O recurso analisado pela Corte Especial do STJ é de uma securitizadora de
créditos mercantis. Segundo o advogado Felipe Ballarin Ferraiolli, que
representou o sócio no processo, o próximo passo é executar os honorários.
“Prevaleceu o direito do advogado porque o IDPJ demanda um trabalho a mais
do profissional que é contratado para defender os sócios”, afirma. “Agora, há
prazo para a proposição de embargos e podem ainda tentar recorrer no STF
[Supremo Tribunal Federal], mas acho difícil que modifiquem a decisão”, diz.
O ministro Cueva apontou esta discussão para definição pela Corte Especial
em razão de divergência entre as Turmas. Ele convocou algumas entidades para
participar, entre elas o Instituto Brasileiro de Direito Processual (IBDP). “O
Judiciário não pode tentar alcançar o patrimônio de alguém sem uma ação para
justificar que o sócio, pessoalmente, tenha que responder pela dívida da
empresa, assim, é como uma ação nova e cabem honorários quando é rejeitada
ou acolhida”, diz o presidente do IBDP Cassio Scarpinella Bueno.
O especialista lembrou que a imposição de honorários de sucumbência quando
o trabalhador perde, por meio da reforma trabalhista, causou uma queda
enorme nas reclamações ao Judiciário. “Agora, sobre o IDPJ, é uma questão de
litigância responsável, quase um ‘pensa duas vezes’ porque não é porque o sócio
tem dinheiro que deve responder pela dívida da empresa”, afirma.
A desconsideração da personalidade jurídica, explica Bueno, não é para um caso
de crise ou porque teve pandemia, mas para quando o sócio usa a empresa para
benefício pessoal.
A Federação Brasileira de Bancos (Febraban) também participou do processo
julgado pela Corte Especial.

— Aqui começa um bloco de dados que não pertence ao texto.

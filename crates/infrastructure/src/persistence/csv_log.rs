//! CSV result ledger.
//!
//! Appends one row per executed case to an append-only CSV file. The
//! header row is written only when the file is empty at open time, so
//! repeated runs against an existing ledger only add data rows. The file
//! is opened and closed anew on every append and is never rotated or
//! truncated.

use std::path::{Path, PathBuf};

use postcheck_application::ports::ResultSink;
use postcheck_domain::ResultRecord;
use tokio::fs::OpenOptions;
use tokio::io::AsyncWriteExt;

/// Column header of the ledger file.
const HEADER: &str = "Timestamp,Request Type,Test Name,Response,Result";

/// Error type for ledger writes.
#[derive(Debug, thiserror::Error)]
pub enum ResultLogError {
    /// IO error during file operations.
    #[error("IO error: {0}")]
    Io(#[from] std::io::Error),
}

/// Append-only CSV ledger of case outcomes.
#[derive(Debug, Clone)]
pub struct CsvResultLog {
    path: PathBuf,
}

impl CsvResultLog {
    /// Creates a ledger writing to `path`.
    #[must_use]
    pub fn new(path: impl Into<PathBuf>) -> Self {
        Self { path: path.into() }
    }

    /// Returns the ledger path.
    #[must_use]
    pub fn path(&self) -> &Path {
        &self.path
    }

    /// Appends one record, creating the file and header as needed.
    ///
    /// # Errors
    ///
    /// Returns an error if the file cannot be opened or written.
    pub async fn try_append(&self, record: &ResultRecord) -> Result<(), ResultLogError> {
        let mut file = OpenOptions::new()
            .append(true)
            .create(true)
            .open(&self.path)
            .await?;

        let mut out = String::new();
        if file.metadata().await?.len() == 0 {
            out.push_str(HEADER);
            out.push('\n');
        }
        out.push_str(&to_row(record));
        out.push('\n');

        file.write_all(out.as_bytes()).await?;
        file.flush().await?;
        Ok(())
    }
}

impl ResultSink for CsvResultLog {
    /// Best-effort append: failures are warned about and swallowed, never
    /// surfaced to the runner.
    async fn append(&self, record: &ResultRecord) {
        if let Err(e) = self.try_append(record).await {
            tracing::warn!(
                path = %self.path.display(),
                error = %e,
                "failed to record case outcome"
            );
        }
    }
}

/// Renders one record as a CSV row.
fn to_row(record: &ResultRecord) -> String {
    record
        .fields()
        .iter()
        .map(|field| escape(field))
        .collect::<Vec<_>>()
        .join(",")
}

/// Quotes a field when it contains a delimiter, quote, or line break.
fn escape(field: &str) -> String {
    if field.contains([',', '"', '\n', '\r']) {
        format!("\"{}\"", field.replace('"', "\"\""))
    } else {
        field.to_string()
    }
}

Por meio de nota enviada ao Valor, disse entender
que “os honorários de sucumbência em caso de rejeição do incidente de
desconsideração da personalidade jurídica devem ser aplicados de forma
equânime para as partes, independente de quem tenha o direito reconhecido”.
“A Febraban respeita a decisão do STJ e aguarda a publicação do acórdão para
avaliar eventuais medidas cabíveis”, concluiu.